**PROBLEM TO SOLVE**
Among the entries below, find the lines holding "impl" and copy them.

**SOURCE INFORMATION**
- - -

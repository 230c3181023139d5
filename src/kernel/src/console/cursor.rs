//! Hardware text cursor on the VGA CRT controller.

use scutoid_hal::{CursorSync, PortWriter};

/// CRT controller index register.
pub const CRTC_INDEX_PORT: u16 = 0x3D4;

/// CRT controller data register.
pub const CRTC_DATA_PORT: u16 = 0x3D5;

/// Cursor location, high byte.
const CURSOR_LOCATION_HIGH: u8 = 0x0E;

/// Cursor location, low byte.
const CURSOR_LOCATION_LOW: u8 = 0x0F;

/// Moves the blinking hardware cursor through the CRTC registers.
pub struct VgaCursor<P> {
    ports: P,
}

impl<P: PortWriter> VgaCursor<P> {
    /// Creates a cursor driver writing through `ports`.
    pub fn new(ports: P) -> Self {
        VgaCursor { ports }
    }

    /// The port writer.
    pub fn ports(&self) -> &P {
        &self.ports
    }
}

impl<P: PortWriter> CursorSync for VgaCursor<P> {
    fn sync(&mut self, offset: u16) {
        let [low, high] = offset.to_le_bytes();
        self.ports.write_byte(CRTC_INDEX_PORT, CURSOR_LOCATION_LOW);
        self.ports.write_byte(CRTC_DATA_PORT, low);
        self.ports.write_byte(CRTC_INDEX_PORT, CURSOR_LOCATION_HIGH);
        self.ports.write_byte(CRTC_DATA_PORT, high);
    }
}

#[cfg(test)]
mod tests {
    use super::*;
    use crate::testutil::PortLog;

    #[test]
    fn test_sync_writes_low_then_high() {
        let mut cursor = VgaCursor::new(PortLog::new());
        cursor.sync(24 * 80 + 79);

        assert_eq!(
            cursor.ports().writes(),
            &[
                (CRTC_INDEX_PORT, 0x0F),
                (CRTC_DATA_PORT, 0xCF),
                (CRTC_INDEX_PORT, 0x0E),
                (CRTC_DATA_PORT, 0x07),
            ]
        );
    }
}
//! Error types for ScutoidOS.
//!
//! Runtime console and shell operations never fail; these errors only come
//! out of construction and validation paths.

use core::fmt;

/// Console subsystem error types.
#[derive(Debug, Clone, Copy, PartialEq, Eq, PartialOrd, Ord, Hash)]
pub enum ConsoleError {
    /// Grid dimensions cannot back a console.
    ///
    /// Both sides must be non-zero and the cell count must fit the 16-bit
    /// hardware cursor register.
    InvalidGeometry {
        /// Requested width in cells.
        width: usize,
        /// Requested height in cells.
        height: usize,
    },
    /// A cell coordinate lies outside the grid.
    OutOfBounds {
        /// Column.
        x: usize,
        /// Row.
        y: usize,
    },
    /// A byte that does not name one of the 16 text-mode colors.
    InvalidColor(u8),
}

impl fmt::Display for ConsoleError {
    fn fmt(&self, f: &mut fmt::Formatter<'_>) -> fmt::Result {
        match self {
            ConsoleError::InvalidGeometry { width, height } => {
                write!(f, "invalid console geometry {}x{}", width, height)
            }
            ConsoleError::OutOfBounds { x, y } => write!(f, "cell ({}, {}) out of bounds", x, y),
            ConsoleError::InvalidColor(value) => write!(f, "invalid color value {:#04x}", value),
        }
    }
}
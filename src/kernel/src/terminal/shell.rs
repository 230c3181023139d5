//! Command-line shell with input handling.
//!
//! Provides a single editable line with backspace and nothing else.
//! There is no cursor movement within the line and no history.

use super::commands::{Command, MemoryLayout};
use scutoid_common::color::{DEFAULT_ATTRIBUTE, PROMPT_ATTRIBUTE};
use scutoid_hal::{Console, Processor};

/// Size of the line buffer. One slot stays free, so a line holds at most
/// `LINE_CAPACITY - 1` bytes.
pub const LINE_CAPACITY: usize = 256;

/// Host name shown in the prompt.
const PROMPT_NAME: &str = "scutoidos";

/// Line editor and command dispatcher.
pub struct CommandShell {
    /// Current input buffer.
    line: [u8; LINE_CAPACITY],
    /// Bytes used in `line`.
    len: usize,
    layout: MemoryLayout,
}

impl CommandShell {
    /// Create a new shell with an empty line.
    pub fn new(layout: MemoryLayout) -> Self {
        CommandShell {
            line: [0; LINE_CAPACITY],
            len: 0,
            layout,
        }
    }

    /// Display the shell prompt and start an empty line.
    pub fn start_line<T: Console + ?Sized>(&mut self, console: &mut T) {
        let saved = console.color();
        console.set_color(PROMPT_ATTRIBUTE);
        console.write_str(PROMPT_NAME);
        console.set_color(DEFAULT_ATTRIBUTE);
        console.write_str("> ");
        console.set_color(saved);
        self.len = 0;
    }

    /// Handle one translated keystroke.
    ///
    /// Newline runs the line, backspace removes the last byte, anything else
    /// is appended and echoed. Input arriving while the line is full is
    /// dropped without echo.
    pub fn feed_char<T, P>(&mut self, byte: u8, console: &mut T, cpu: &mut P)
    where
        T: Console + ?Sized,
        P: Processor + ?Sized,
    {
        match byte {
            b'\n' => {
                console.put_char(b'\n');
                self.dispatch(&self.line[..self.len], console, cpu);
                self.start_line(console);
            }
            b'\x08' => {
                if self.len > 0 {
                    self.len -= 1;
                    console.put_char(b'\x08');
                }
            }
            byte => {
                if self.len < LINE_CAPACITY - 1 {
                    self.line[self.len] = byte;
                    self.len += 1;
                    console.put_char(byte);
                }
            }
        }
    }

    /// Run a completed line.
    ///
    /// Blank lines do nothing; everything else goes to a built-in command or
    /// to the unknown-command reply.
    pub fn dispatch<T, P>(&self, text: &[u8], console: &mut T, cpu: &mut P)
    where
        T: Console + ?Sized,
        P: Processor + ?Sized,
    {
        if let Some(command) = Command::parse(text) {
            command.execute(console, cpu, &self.layout);
        }
    }

    /// Get the current input line.
    pub fn line(&self) -> &[u8] {
        &self.line[..self.len]
    }

    /// Number of bytes in the current line.
    pub fn len(&self) -> usize {
        self.len
    }

    /// True when the current line is empty.
    pub fn is_empty(&self) -> bool {
        self.len == 0
    }
}
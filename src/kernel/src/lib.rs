//! ScutoidOS Kernel
//!
//! A polling text console with a line-oriented command shell.
//!
//! # Architecture
//!
//! The kernel is structured into the following modules:
//! - `keyboard`: scancode ring shared with the keyboard interrupt, and the
//!   scancode translator
//! - `console`: cursor, color and scrolling over a text grid
//! - `terminal`: line editor and built-in commands
//! - `driver`: the poll loop tying them together
//! - `arch`: Platform-specific code (VGA, serial, interrupts)
//!
//! # Safety
//!
//! This is a `#![no_std]` kernel. Raw memory and port access is confined to
//! `arch` and to the documented `unsafe` constructors of the keyboard ring.

#![cfg_attr(not(test), no_std)]
#![cfg_attr(target_os = "none", feature(abi_x86_interrupt))]
#![warn(missing_docs)]

pub mod arch;
pub mod boot;
pub mod console;
pub mod driver;
pub mod keyboard;
pub mod terminal;
pub mod tests;
pub mod testutil;

/// Initializes core kernel subsystems.
///
/// Called early in the boot process to set up logging and interrupts.
pub fn init() {
    #[cfg(all(target_arch = "x86_64", target_os = "none"))]
    {
        arch::x86_64::serial::init_logger(log::LevelFilter::Debug);
        arch::x86_64::interrupts::init_idt();
    }
}
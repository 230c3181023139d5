//! Scancode to character translation.
//!
//! Set-1 make codes on a US layout, unshifted only. There is no modifier
//! tracking: shift, ctrl and alt produce nothing and letters are always
//! lower case.

/// Make code to character, indexed by scancode. Zero means no character.
const TABLE: [u8; 58] = [
    0, 0, b'1', b'2', b'3', b'4', b'5', b'6', b'7', b'8', b'9', b'0', b'-', b'=', b'\x08',
    b'\t', b'q', b'w', b'e', b'r', b't', b'y', b'u', b'i', b'o', b'p', b'[', b']', b'\n',
    0, b'a', b's', b'd', b'f', b'g', b'h', b'j', b'k', b'l', b';', b'\'', b'`',
    0, b'\\', b'z', b'x', b'c', b'v', b'b', b'n', b'm', b',', b'.', b'/', 0,
    b'*', 0, b' ',
];

/// Translates a make code into a character byte.
///
/// Returns `None` for codes without a table entry, including every release
/// code; the caller is expected to drop releases before getting here.
pub fn translate(scancode: u8) -> Option<u8> {
    match TABLE.get(usize::from(scancode)) {
        Some(&0) | None => None,
        Some(&byte) => Some(byte),
    }
}

#[cfg(test)]
mod tests {
    use super::*;

    #[test]
    fn test_letters_and_digits() {
        assert_eq!(translate(0x1E), Some(b'a'));
        assert_eq!(translate(0x10), Some(b'q'));
        assert_eq!(translate(0x32), Some(b'm'));
        assert_eq!(translate(0x02), Some(b'1'));
        assert_eq!(translate(0x0B), Some(b'0'));
    }

    #[test]
    fn test_control_keys() {
        assert_eq!(translate(0x0E), Some(b'\x08'));
        assert_eq!(translate(0x0F), Some(b'\t'));
        assert_eq!(translate(0x1C), Some(b'\n'));
        assert_eq!(translate(0x39), Some(b' '));
    }

    #[test]
    fn test_punctuation() {
        assert_eq!(translate(0x0C), Some(b'-'));
        assert_eq!(translate(0x28), Some(b'\''));
        assert_eq!(translate(0x29), Some(b'`'));
        assert_eq!(translate(0x2B), Some(b'\\'));
        assert_eq!(translate(0x35), Some(b'/'));
        assert_eq!(translate(0x37), Some(b'*'));
    }

    #[test]
    fn test_keys_without_characters() {
        // escape, ctrl, left shift, right shift, alt
        for code in [0x00, 0x01, 0x1D, 0x2A, 0x36, 0x38] {
            assert_eq!(translate(code), None, "scancode {:#04x}", code);
        }
    }

    #[test]
    fn test_out_of_table() {
        assert_eq!(translate(0x3A), None);
        assert_eq!(translate(0x7F), None);
        assert_eq!(translate(0x9E), None);
        assert_eq!(translate(0xFF), None);
    }
}
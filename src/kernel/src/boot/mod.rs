//! Boot screen.

use crate::terminal::MemoryLayout;
use scutoid_common::color::{BANNER_ATTRIBUTE, DEFAULT_ATTRIBUTE};
use scutoid_hal::Console;

/// Version string shown at boot and by `about`.
pub const VERSION: &str = "ScutoidOS v0.1";

/// Clear the screen and print the ScutoidOS boot banner.
pub fn print_banner<T: Console + ?Sized>(console: &mut T, layout: &MemoryLayout, stack: usize) {
    console.clear();

    console.set_color(BANNER_ATTRIBUTE);
    console.write_str(VERSION);
    console.put_char(b'\n');
    console.set_color(DEFAULT_ATTRIBUTE);

    writeln!(console, "kernel @ {:#010X}", layout.kernel);
    writeln!(console, "stack  @ {:#010X}", stack);
    console.write_str("type 'help' for commands\n\n");
}
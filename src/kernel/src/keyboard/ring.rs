//! Single-producer/single-consumer scancode ring.
//!
//! Memory layout is `[write_index][read_index][buffer; 256]`, 258 bytes,
//! shared with the interrupt handler. Indices are 8 bits wide and wrap on
//! their own, so the unread count is `write_index - read_index` modulo 256.
//!
//! There is no overflow detection: a producer that gets a full cycle ahead
//! of the consumer overwrites unread slots and the unread count drops back
//! to zero.

use core::sync::atomic::{AtomicU8, Ordering};

/// Number of slots in the ring.
pub const RING_CAPACITY: usize = 256;

/// The shared ring buffer.
#[repr(C)]
pub struct KeyboardRing {
    /// Next slot the producer fills. Written only by the producer.
    write_index: AtomicU8,
    /// Next slot the consumer drains. Written only by the consumer.
    read_index: AtomicU8,
    slots: [AtomicU8; RING_CAPACITY],
}

const _: () = assert!(core::mem::size_of::<KeyboardRing>() == 2 + RING_CAPACITY);

impl KeyboardRing {
    /// Creates an empty ring with both indices at zero.
    pub const fn new() -> Self {
        #[allow(clippy::declare_interior_mutable_const)]
        const EMPTY: AtomicU8 = AtomicU8::new(0);
        KeyboardRing {
            write_index: AtomicU8::new(0),
            read_index: AtomicU8::new(0),
            slots: [EMPTY; RING_CAPACITY],
        }
    }

    /// Views the ring at a fixed address.
    ///
    /// # Safety
    ///
    /// `addr` must point to 258 bytes that stay valid for the rest of the
    /// program and are laid out as described in the module docs.
    pub unsafe fn from_addr(addr: usize) -> &'static KeyboardRing {
        // SAFETY: guaranteed by the caller. The ring has alignment 1.
        unsafe { &*(addr as *const KeyboardRing) }
    }

    /// Splits an exclusively borrowed ring into its two halves.
    ///
    /// The exclusive borrow guarantees no other handle exists for the
    /// lifetime of the pair.
    pub fn split(&mut self) -> (KeyboardProducer<'_>, KeyboardChannel<'_>) {
        let ring: &KeyboardRing = self;
        (KeyboardProducer { ring }, KeyboardChannel { ring })
    }

    /// Number of unread bytes, modulo 256.
    pub fn pending(&self) -> u8 {
        let write = self.write_index.load(Ordering::Acquire);
        let read = self.read_index.load(Ordering::Relaxed);
        write.wrapping_sub(read)
    }

    /// Address of the ring, as reported by the shell's `mem` command.
    pub fn addr(&self) -> usize {
        self as *const KeyboardRing as usize
    }
}

impl Default for KeyboardRing {
    fn default() -> Self {
        Self::new()
    }
}

/// Consumer half of the ring. Only this type advances `read_index`.
pub struct KeyboardChannel<'a> {
    ring: &'a KeyboardRing,
}

impl<'a> KeyboardChannel<'a> {
    /// Attaches a consumer to a ring whose producer runs elsewhere.
    ///
    /// # Safety
    ///
    /// At most one `KeyboardChannel` may exist for `ring` at a time.
    pub unsafe fn attach(ring: &'a KeyboardRing) -> Self {
        KeyboardChannel { ring }
    }

    /// Returns whether unread bytes are waiting.
    pub fn has_input(&self) -> bool {
        self.ring.write_index.load(Ordering::Acquire) != self.ring.read_index.load(Ordering::Relaxed)
    }

    /// Takes the byte at `read_index` and advances the index.
    ///
    /// Callers check [`has_input`](Self::has_input) first. On an empty ring
    /// this returns whatever the slot last held and still advances.
    pub fn read_one(&mut self) -> u8 {
        let index = self.ring.read_index.load(Ordering::Relaxed);
        let byte = self.ring.slots[usize::from(index)].load(Ordering::Relaxed);
        // Slot is read before the index is published back to the producer.
        self.ring
            .read_index
            .store(index.wrapping_add(1), Ordering::Release);
        byte
    }

    /// Number of unread bytes, modulo 256.
    pub fn pending(&self) -> u8 {
        self.ring.pending()
    }
}

/// Producer half of the ring. Only this type advances `write_index`.
pub struct KeyboardProducer<'a> {
    ring: &'a KeyboardRing,
}

impl<'a> KeyboardProducer<'a> {
    /// Attaches a producer to a ring whose consumer runs elsewhere.
    ///
    /// # Safety
    ///
    /// At most one `KeyboardProducer` may be pushing to `ring` at a time.
    pub unsafe fn attach(ring: &'a KeyboardRing) -> Self {
        KeyboardProducer { ring }
    }

    /// Stores a byte and publishes it to the consumer.
    ///
    /// Never checks for room; a full ring is overwritten.
    pub fn push(&mut self, byte: u8) {
        let index = self.ring.write_index.load(Ordering::Relaxed);
        self.ring.slots[usize::from(index)].store(byte, Ordering::Relaxed);
        self.ring
            .write_index
            .store(index.wrapping_add(1), Ordering::Release);
    }
}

- - -

**RESULT OF THIS TASK**
impl<P: PortWriter> VgaCursor<P> {
impl<P: PortWriter> CursorSync for VgaCursor<P> {
impl fmt::Display for ConsoleError {
impl CommandShell {
impl KeyboardRing {
impl Default for KeyboardRing {
impl<'a> KeyboardChannel<'a> {
impl<'a> KeyboardProducer<'a> {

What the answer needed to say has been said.